The left shouts "Power to the People", but doesn't
truly mean it. It would like to replace Power to the
People with Predialed Cell Phones to the People and
Lines at Government Offices to the People and Write
to Your Local Congressman to the People.
The people aren't supposed to have guns, they're
supposed to have government on speed dial. The
people aren't supposed to have power, they're
supposed to have a hand out to the government which
will decide whether to help them or not based on its
own priorities. And if the help doesn't arrive, then
they can shout "Power to the People" outside
government offices and demand that the rich people
give more money to the government so that it can
help them faster.
The Director of the "Brady Legal Project to Give
James Brady a Cybernetic Body Made of Titanium So He
Can Destroy All Guns Everywhere" asked the retired
Supreme Court Justice, "The Supreme Court held that
the 2nd Amendment assures our right to have a
handgun in the home for self-defense as you say.
This question’s asked: ‘That protects only gun
owners. What about those who don’t have guns? Surely
they have a right of self-defense. Instead of
relying on the 2nd Amendment and dealing with gun
laws, wouldn’t it be more rational to rely directly
on the right we all have to self-defense."
Like all gun control proposals, it would be
rational. Just as it was rational in the USSR to
move all the farmers to collective farms in order to
increase wheat production and just as it was
rational for China to protect crop yields by killing
all sparrows and just as it was rational to bail out
the banks and then spend billions more stimulating
the economy. Putting all your eggs in one centrally
planned basket is rational. It’s also stupid.
Rational is not the same thing as right and it's
certainly not the same thing as individual rights..
The Constitution is not rational. Not in the
sense that word is used by the modernist
technocracy, the worshipers at the altar of
progress, who deem a thing rational if it can be
used to social control their way to utopia. It holds
instead to the irrational idea that power should be
vested in the individual and that fairness comes
from respecting individual rights, rather than from
feudal structures that rely on government to level
all the playing fields and all the heads.

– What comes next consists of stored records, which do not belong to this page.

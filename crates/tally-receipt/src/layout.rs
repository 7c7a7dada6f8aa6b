//! Receipt text layout.
//!
//! Everything here is pure: a sale goes in, fixed-width text lines come out,
//! already split into pages. The PDF writer only positions them.
//!
//! ```text
//!         TALLY MARKET
//!      12 Harbour Street
//! ----------------------------------------
//! Receipt: 20260118-3F2A9C01
//! Sale id:
//! 3f2a9c01-5b7e-4d1a-9c3e-0a1b2c3d4e5f
//! Operator: op-7
//! Date: 2026-01-18 14:02:11 UTC
//! ----------------------------------------
//! #1 Ground coffee 250g
//!    COFFEE-250  1.5 un x 18.90
//!    disc 0.00  tax 0.00            28.35
//! ----------------------------------------
//! PAYMENTS
//! cash                              30.00
//! ----------------------------------------
//! Gross                             28.35
//! ...
//! Change                             1.65
//! ```

use chrono::SecondsFormat;
use tally_core::{Money, SaleAggregate};

/// Characters per line.
pub const WIDTH: usize = 40;

/// Smallest page that still fits a footer and some content.
pub const MIN_LINES_PER_PAGE: usize = 10;

/// Static decoration printed above every receipt.
#[derive(Debug, Clone, Copy)]
pub struct Header<'a> {
    pub store_name: &'a str,
    pub address_lines: &'a [String],
    pub currency_symbol: &'a str,
}

fn truncate(text: &str, width: usize) -> String {
    text.chars().take(width).collect()
}

fn center(text: &str) -> String {
    let text = truncate(text, WIDTH);
    let pad = (WIDTH - text.chars().count()) / 2;
    format!("{}{}", " ".repeat(pad), text)
}

/// `left` and `right` on one line, `right` flush with the margin.
fn columns(left: &str, right: &str) -> String {
    let right_len = right.chars().count();
    let room = WIDTH.saturating_sub(right_len + 1);
    let left = truncate(left, room);
    let gap = WIDTH.saturating_sub(left.chars().count() + right_len).max(1);
    format!("{}{}{}", left, " ".repeat(gap), right)
}

fn rule() -> String {
    "-".repeat(WIDTH)
}

/// Lays out the full receipt body, unpaginated.
pub fn receipt_lines(sale: &SaleAggregate, header: Header<'_>) -> Vec<String> {
    let s = sale.sale();
    let amount = |m: Money| format!("{}{}", header.currency_symbol, m);
    let mut lines = Vec::new();

    // Header
    if !header.store_name.trim().is_empty() {
        lines.push(center(header.store_name));
    }
    for line in header.address_lines {
        lines.push(center(line));
    }
    lines.push(rule());
    lines.push(truncate(&format!("Receipt: {}", s.receipt_number), WIDTH));
    lines.push("Sale id:".to_string());
    lines.push(truncate(&s.id, WIDTH));
    lines.push(truncate(&format!("Operator: {}", s.operator_id), WIDTH));

    let timestamp = s.closed_at.unwrap_or(s.opened_at);
    lines.push(format!(
        "Date: {} UTC",
        timestamp.format("%Y-%m-%d %H:%M:%S")
    ));

    if let Some(name) = &s.customer_name {
        lines.push(truncate(&format!("Customer: {name}"), WIDTH));
    }
    if let Some(tax_id) = &s.customer_tax_id {
        lines.push(truncate(&format!("Tax id: {tax_id}"), WIDTH));
    }

    // Items
    lines.push(rule());
    for item in sale.items() {
        lines.push(truncate(
            &format!("#{} {}", item.sequence, item.product_name),
            WIDTH,
        ));
        lines.push(truncate(
            &format!(
                "   {}  {} {} x {}",
                item.sku, item.quantity, item.unit_label, item.unit_price
            ),
            WIDTH,
        ));
        lines.push(columns(
            &format!("   disc {}  tax {}", item.discount_value, item.tax_value),
            &item.net_total.to_string(),
        ));
    }

    // Payments
    lines.push(rule());
    lines.push("PAYMENTS".to_string());
    for payment in sale.payments() {
        lines.push(columns(payment.method.as_str(), &payment.amount.to_string()));
        if let Some(reference) = &payment.transaction_reference {
            lines.push(truncate(&format!("   ref {reference}"), WIDTH));
        }
    }

    // Summary
    lines.push(rule());
    lines.push(columns("Gross", &amount(s.total_gross)));
    lines.push(columns("Discount", &amount(s.total_discount)));
    lines.push(columns("Tax", &amount(s.total_tax)));
    lines.push(columns("TOTAL", &amount(s.total_net)));
    lines.push(columns("Paid", &amount(s.total_paid)));
    lines.push(columns("Change", &amount(s.change_due)));
    lines.push(rule());
    lines.push(center(&format!(
        "Closed {}",
        timestamp.to_rfc3339_opts(SecondsFormat::Secs, true)
    )));

    lines
}

/// Splits `lines` into pages of `lines_per_page`, the last line of each page
/// being a `page n/m` footer.
pub fn paginate(lines: Vec<String>, lines_per_page: usize) -> Vec<Vec<String>> {
    let body_per_page = lines_per_page.max(MIN_LINES_PER_PAGE) - 1;
    let chunks: Vec<Vec<String>> = lines
        .chunks(body_per_page)
        .map(<[String]>::to_vec)
        .collect();
    let total = chunks.len().max(1);

    if chunks.is_empty() {
        return vec![vec![center("page 1/1")]];
    }

    chunks
        .into_iter()
        .enumerate()
        .map(|(index, mut page)| {
            page.push(center(&format!("page {}/{}", index + 1, total)));
            page
        })
        .collect()
}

It holds to the irrational idea that a man has
rights, apart from his group or even from the public
good, and that these rights are innate, that
governments may take them away physically, but never
morally. And it holds to the stranger notion still
that individual rights become universalized through
individual power rather than government power. And
from these premises it determines that the people
shall have power, while from their premises the gun
controllers determine that the people shall have a
place on a government line. From these premises it
determines that the people shall be armed and from
their premises the gun controllers determine that
each man, woman and child shall have the right to
spend the last 30 seconds of their life begging the
government to save them.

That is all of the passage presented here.